-- Extracted entries --
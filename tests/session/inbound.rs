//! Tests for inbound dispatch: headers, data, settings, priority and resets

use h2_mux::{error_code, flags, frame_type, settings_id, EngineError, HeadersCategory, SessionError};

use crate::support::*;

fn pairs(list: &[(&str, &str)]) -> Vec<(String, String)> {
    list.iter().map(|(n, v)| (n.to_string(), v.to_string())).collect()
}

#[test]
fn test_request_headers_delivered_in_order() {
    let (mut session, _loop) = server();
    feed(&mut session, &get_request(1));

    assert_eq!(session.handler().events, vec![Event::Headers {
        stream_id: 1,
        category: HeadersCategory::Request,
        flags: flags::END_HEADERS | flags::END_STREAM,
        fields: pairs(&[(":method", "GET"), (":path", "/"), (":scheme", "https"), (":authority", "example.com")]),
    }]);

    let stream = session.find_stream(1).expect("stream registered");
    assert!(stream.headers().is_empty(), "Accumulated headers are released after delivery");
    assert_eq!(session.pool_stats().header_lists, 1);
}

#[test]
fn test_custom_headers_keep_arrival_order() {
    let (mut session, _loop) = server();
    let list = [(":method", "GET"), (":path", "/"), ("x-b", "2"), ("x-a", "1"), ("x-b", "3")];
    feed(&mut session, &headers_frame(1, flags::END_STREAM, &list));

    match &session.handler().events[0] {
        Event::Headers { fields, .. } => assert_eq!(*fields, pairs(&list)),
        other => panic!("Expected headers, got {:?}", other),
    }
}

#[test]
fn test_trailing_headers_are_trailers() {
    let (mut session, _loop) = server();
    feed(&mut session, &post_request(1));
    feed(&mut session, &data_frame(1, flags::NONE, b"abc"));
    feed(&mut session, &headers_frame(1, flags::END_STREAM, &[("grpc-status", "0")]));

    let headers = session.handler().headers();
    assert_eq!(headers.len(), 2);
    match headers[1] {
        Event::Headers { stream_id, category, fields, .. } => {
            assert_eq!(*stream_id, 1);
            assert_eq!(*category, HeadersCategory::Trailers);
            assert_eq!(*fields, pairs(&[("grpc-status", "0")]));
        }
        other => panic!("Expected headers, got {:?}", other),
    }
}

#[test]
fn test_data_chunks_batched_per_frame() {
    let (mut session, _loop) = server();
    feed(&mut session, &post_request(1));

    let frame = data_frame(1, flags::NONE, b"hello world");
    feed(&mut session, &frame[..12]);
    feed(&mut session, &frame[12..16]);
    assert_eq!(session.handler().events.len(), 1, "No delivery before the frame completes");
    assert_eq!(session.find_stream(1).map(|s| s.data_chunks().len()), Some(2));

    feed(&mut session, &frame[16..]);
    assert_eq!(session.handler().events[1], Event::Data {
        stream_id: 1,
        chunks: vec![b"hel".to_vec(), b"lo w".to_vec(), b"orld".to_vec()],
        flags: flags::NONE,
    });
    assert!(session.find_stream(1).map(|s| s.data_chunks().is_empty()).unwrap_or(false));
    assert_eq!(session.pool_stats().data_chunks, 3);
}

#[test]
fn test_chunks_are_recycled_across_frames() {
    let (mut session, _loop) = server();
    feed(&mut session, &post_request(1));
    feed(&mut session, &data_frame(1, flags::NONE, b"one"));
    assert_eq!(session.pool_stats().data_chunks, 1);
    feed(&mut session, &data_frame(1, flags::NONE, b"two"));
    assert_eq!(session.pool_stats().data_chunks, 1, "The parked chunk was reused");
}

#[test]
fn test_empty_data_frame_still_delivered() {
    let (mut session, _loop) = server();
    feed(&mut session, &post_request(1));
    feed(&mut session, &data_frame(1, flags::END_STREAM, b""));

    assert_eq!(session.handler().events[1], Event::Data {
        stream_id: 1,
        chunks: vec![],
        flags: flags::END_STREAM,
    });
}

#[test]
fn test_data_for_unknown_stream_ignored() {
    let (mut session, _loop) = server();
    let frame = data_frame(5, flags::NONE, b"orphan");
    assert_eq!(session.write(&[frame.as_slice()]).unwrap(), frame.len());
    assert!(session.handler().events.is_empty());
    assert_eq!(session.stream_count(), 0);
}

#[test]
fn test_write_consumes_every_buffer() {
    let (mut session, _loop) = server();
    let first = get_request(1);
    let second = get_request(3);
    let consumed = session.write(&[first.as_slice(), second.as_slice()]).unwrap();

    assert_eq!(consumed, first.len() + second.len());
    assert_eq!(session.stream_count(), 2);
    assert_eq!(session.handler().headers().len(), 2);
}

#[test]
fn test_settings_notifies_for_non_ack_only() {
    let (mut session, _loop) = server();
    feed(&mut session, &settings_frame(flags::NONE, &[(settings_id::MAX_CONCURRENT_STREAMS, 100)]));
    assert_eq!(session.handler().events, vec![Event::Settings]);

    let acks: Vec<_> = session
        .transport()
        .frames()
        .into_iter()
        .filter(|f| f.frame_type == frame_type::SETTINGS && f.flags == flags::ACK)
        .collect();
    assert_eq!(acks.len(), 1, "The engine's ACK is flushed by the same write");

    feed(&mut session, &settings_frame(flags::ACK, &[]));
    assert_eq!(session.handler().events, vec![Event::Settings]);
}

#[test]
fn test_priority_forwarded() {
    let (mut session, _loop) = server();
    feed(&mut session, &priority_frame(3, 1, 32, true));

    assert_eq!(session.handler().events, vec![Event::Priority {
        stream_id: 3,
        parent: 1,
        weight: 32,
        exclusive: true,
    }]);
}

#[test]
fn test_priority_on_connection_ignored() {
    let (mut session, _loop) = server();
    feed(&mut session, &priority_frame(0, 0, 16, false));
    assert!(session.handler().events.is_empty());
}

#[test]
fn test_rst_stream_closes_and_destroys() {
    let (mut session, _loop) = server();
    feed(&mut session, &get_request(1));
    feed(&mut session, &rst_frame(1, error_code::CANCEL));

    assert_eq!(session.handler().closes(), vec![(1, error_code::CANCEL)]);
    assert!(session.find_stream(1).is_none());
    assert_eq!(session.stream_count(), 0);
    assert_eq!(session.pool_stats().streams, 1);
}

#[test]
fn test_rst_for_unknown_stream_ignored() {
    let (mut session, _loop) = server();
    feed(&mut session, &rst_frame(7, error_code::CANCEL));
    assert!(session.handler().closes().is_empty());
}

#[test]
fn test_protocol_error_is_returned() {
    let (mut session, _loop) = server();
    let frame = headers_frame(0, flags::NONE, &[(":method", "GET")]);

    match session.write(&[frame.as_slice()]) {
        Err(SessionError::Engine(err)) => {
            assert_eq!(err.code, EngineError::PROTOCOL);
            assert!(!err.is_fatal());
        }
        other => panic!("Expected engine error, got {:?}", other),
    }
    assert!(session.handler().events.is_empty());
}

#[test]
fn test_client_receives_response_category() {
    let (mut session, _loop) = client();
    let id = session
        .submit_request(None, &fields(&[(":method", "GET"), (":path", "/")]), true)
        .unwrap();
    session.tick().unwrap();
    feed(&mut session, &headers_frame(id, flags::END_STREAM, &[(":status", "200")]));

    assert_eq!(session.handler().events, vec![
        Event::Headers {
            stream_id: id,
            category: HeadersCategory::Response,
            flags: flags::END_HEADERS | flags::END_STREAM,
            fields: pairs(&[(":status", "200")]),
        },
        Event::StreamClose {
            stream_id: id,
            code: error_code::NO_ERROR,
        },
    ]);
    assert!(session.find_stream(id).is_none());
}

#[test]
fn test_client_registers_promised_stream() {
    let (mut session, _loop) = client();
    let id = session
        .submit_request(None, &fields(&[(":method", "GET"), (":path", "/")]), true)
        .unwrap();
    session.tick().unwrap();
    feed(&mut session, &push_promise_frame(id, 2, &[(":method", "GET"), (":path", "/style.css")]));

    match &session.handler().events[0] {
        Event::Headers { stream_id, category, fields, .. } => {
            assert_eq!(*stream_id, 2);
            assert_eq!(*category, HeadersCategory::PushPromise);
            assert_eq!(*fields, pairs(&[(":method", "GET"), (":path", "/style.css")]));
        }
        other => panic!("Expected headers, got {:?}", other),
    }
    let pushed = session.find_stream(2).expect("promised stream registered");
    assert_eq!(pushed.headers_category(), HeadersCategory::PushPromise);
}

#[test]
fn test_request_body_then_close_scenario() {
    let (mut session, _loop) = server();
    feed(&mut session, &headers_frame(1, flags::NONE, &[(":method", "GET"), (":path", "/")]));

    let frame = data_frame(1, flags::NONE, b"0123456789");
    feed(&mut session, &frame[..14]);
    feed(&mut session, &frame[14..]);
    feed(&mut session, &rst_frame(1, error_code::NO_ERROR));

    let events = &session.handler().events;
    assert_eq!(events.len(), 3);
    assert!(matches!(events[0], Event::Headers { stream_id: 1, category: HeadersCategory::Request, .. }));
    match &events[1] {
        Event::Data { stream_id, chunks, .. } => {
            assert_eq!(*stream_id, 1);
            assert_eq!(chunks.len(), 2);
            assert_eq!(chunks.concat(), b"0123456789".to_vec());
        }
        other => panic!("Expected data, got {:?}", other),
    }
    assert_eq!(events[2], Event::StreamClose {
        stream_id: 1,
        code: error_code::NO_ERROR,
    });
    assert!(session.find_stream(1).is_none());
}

---

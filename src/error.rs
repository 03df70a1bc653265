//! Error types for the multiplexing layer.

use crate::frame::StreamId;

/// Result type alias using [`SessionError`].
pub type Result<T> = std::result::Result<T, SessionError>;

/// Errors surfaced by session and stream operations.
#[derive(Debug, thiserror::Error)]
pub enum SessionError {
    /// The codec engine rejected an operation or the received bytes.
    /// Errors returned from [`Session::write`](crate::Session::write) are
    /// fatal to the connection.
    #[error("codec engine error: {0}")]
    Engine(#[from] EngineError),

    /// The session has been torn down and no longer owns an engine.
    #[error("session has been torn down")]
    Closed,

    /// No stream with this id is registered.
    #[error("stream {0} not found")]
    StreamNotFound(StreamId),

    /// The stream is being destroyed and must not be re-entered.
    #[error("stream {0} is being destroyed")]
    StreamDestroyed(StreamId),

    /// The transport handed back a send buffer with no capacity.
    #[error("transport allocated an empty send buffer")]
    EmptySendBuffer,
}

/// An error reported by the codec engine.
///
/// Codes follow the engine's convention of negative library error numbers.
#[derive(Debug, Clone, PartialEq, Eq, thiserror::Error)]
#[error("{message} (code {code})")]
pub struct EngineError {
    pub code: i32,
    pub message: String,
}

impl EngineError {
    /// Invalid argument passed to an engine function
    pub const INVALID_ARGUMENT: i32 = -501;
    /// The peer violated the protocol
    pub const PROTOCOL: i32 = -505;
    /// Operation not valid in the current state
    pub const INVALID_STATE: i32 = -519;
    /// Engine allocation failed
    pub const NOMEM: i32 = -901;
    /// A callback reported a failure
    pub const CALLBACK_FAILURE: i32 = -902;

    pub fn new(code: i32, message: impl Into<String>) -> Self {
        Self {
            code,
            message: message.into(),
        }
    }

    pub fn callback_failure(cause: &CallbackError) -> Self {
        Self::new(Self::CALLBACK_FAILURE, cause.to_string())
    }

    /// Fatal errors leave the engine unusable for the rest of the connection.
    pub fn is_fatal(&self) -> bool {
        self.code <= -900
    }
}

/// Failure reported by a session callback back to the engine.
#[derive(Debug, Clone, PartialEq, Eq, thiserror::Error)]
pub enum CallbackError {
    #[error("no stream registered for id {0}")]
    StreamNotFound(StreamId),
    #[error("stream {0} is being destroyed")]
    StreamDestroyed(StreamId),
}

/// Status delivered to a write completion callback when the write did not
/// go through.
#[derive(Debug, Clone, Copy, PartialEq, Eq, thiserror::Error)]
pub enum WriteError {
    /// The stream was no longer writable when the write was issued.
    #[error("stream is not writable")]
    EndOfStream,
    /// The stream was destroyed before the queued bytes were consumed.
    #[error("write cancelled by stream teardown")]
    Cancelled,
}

...

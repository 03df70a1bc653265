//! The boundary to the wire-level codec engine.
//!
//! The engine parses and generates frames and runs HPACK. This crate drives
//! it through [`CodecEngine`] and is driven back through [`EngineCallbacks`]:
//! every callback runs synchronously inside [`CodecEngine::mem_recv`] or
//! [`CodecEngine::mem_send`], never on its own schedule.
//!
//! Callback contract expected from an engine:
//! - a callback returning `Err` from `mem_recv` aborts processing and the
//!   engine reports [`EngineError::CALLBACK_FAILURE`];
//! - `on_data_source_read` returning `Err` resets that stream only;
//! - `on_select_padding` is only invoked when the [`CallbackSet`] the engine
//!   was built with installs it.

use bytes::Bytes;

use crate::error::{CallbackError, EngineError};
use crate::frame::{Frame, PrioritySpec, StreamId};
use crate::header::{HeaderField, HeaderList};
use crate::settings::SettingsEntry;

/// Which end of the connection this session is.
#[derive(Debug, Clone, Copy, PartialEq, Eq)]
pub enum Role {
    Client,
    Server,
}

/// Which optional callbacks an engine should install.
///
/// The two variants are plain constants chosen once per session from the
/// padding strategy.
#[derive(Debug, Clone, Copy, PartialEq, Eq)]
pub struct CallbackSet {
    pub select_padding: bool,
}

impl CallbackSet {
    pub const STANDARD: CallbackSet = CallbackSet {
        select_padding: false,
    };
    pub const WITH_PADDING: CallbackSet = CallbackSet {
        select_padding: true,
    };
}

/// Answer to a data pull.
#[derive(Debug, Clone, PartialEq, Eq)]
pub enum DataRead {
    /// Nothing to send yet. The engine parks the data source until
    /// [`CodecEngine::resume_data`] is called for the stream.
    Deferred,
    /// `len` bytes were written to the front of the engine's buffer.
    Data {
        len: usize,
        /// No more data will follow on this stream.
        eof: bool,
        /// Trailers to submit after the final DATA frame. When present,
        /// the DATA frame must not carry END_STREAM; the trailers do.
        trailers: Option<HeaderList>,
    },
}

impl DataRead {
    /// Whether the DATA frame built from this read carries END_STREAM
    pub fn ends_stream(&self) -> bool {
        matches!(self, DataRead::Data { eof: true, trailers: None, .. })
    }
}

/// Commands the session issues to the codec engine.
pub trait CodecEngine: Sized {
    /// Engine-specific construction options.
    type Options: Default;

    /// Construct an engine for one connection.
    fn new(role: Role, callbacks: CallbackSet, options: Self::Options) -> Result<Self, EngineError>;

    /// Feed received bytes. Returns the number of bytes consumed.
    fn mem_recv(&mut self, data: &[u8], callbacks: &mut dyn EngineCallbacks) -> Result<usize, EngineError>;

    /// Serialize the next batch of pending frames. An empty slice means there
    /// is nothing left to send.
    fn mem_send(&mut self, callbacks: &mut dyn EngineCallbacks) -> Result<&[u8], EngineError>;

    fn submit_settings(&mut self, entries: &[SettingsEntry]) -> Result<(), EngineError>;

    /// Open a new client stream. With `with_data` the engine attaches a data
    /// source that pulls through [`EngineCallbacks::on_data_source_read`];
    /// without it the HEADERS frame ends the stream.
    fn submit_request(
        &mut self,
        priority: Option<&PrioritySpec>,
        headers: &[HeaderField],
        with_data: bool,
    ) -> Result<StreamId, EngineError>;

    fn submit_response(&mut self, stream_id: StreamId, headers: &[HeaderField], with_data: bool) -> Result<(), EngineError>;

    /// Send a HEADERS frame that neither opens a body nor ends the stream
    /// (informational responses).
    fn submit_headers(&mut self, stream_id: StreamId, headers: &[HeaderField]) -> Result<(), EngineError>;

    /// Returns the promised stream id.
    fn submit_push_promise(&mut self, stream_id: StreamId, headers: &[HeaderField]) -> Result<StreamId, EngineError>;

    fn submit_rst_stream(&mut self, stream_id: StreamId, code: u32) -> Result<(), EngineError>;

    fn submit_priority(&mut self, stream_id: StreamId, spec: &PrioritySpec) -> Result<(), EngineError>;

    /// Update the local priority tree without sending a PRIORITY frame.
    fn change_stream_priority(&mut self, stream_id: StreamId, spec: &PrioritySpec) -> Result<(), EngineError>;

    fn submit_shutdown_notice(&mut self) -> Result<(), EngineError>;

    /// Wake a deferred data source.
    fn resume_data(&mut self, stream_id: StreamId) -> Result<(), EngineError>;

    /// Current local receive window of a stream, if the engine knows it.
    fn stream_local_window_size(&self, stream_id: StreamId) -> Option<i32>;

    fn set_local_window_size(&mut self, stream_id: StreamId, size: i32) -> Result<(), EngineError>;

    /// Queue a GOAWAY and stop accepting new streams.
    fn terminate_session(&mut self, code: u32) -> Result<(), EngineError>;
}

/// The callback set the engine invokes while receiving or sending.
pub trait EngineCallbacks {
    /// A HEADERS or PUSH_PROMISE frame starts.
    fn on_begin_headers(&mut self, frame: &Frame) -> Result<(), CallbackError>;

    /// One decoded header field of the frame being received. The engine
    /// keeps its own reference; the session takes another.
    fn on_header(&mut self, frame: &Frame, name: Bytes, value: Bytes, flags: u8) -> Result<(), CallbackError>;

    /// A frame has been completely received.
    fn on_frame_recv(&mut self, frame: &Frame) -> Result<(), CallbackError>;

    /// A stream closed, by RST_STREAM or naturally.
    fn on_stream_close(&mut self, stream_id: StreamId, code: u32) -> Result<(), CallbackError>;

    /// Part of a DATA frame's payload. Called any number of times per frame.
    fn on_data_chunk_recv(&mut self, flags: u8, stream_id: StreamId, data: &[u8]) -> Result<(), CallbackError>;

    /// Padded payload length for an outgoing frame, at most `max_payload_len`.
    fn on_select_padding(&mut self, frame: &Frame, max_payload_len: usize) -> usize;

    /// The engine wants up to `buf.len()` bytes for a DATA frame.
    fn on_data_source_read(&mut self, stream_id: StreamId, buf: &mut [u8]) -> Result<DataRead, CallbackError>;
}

-- Work to complete --
Across all the records above, find each line with "filename" in it and copy it.

-- Result of the exercise --
filename tests/session/inbound.rs
filename src/error.rs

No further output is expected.